- _Work task_
How many lines in the records below contain the word "five"? Reply with the number alone.
Information supplied Block Start
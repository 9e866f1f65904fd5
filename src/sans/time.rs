//! Resolution of compressed timestamp headers.

/// Mask of the time offset bits carried by a compressed timestamp header.
const OFFSET_MASK: u32 = 0x1F;

/// Tracks the rolling reference timestamp of a document.
///
/// Compressed timestamp headers only carry the low five bits of a timestamp.
/// The remaining bits are taken from the most recent absolute timestamp,
/// rolling over when the offset wraps.
#[derive(Debug, Default, Clone, Copy)]
pub struct ReferenceTime(Option<u32>);

impl ReferenceTime {
    /// The current reference timestamp, if one has been established.
    pub fn get(&self) -> Option<u32> {
        self.0
    }

    /// Replace the reference with an absolute timestamp.
    pub fn set(&mut self, timestamp: u32) {
        self.0 = Some(timestamp);
    }

    /// Apply a compressed time offset, returning the resolved timestamp.
    ///
    /// Returns `None` if no reference timestamp has been established.
    pub fn apply_offset(&mut self, offset: u8) -> Option<u32> {
        let reference = self.0?;
        let offset = offset as u32 & OFFSET_MASK;

        let base = reference & !OFFSET_MASK;
        let timestamp = if offset >= reference & OFFSET_MASK {
            base.wrapping_add(offset)
        } else {
            base.wrapping_add(offset).wrapping_add(OFFSET_MASK + 1)
        };

        self.0 = Some(timestamp);
        Some(timestamp)
    }
}

#[cfg(test)]
mod tests {
    use super::*;

    #[test]
    fn offset_without_reference() {
        assert_eq!(ReferenceTime::default().apply_offset(3), None);
    }

    #[test]
    fn offset_within_window() {
        let mut time = ReferenceTime::default();
        time.set(0x1000_0004);
        assert_eq!(time.apply_offset(9), Some(0x1000_0009));
        assert_eq!(time.get(), Some(0x1000_0009));
    }

    #[test]
    fn offset_wraps_window() {
        let t = 0x2000_0000 | 30;
        let mut time = ReferenceTime::default();
        time.set(t);
        assert_eq!(time.apply_offset(2), Some((t & !0x1F) + 2 + 0x20));
    }

    #[test]
    fn equal_offset_does_not_wrap() {
        let mut time = ReferenceTime::default();
        time.set(100);
        assert_eq!(time.apply_offset(100 & 0x1F), Some(100));
    }
}
//! Wire-level building blocks without any notion of records or catalogs.
//!
//! This module is intended for applications needing finer control over the
//! byte layout of documents. See [`crate::avec`] for decoders and encoders
//! covering common patterns.
//!
//! # Layout
//!
//! A document is a header ([`header::DocumentHeader`]), a section of records,
//! and a trailing two-byte check value computed by [`check::compute_crc`]
//! over the header and records.
//!
//! Each record begins with a one-byte header ([`header::decode_record_header`]).
//! Definition records describe the layout of a local message number
//! ([`definition`]); data records then carry values laid out accordingly
//! ([`data`]). Compressed timestamp headers carry a five-bit time offset,
//! resolved against a rolling reference ([`time::ReferenceTime`]).

pub mod check;
pub mod data;
pub mod definition;
pub mod header;
pub mod time;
Information supplied Block End
- _Exercise result_
2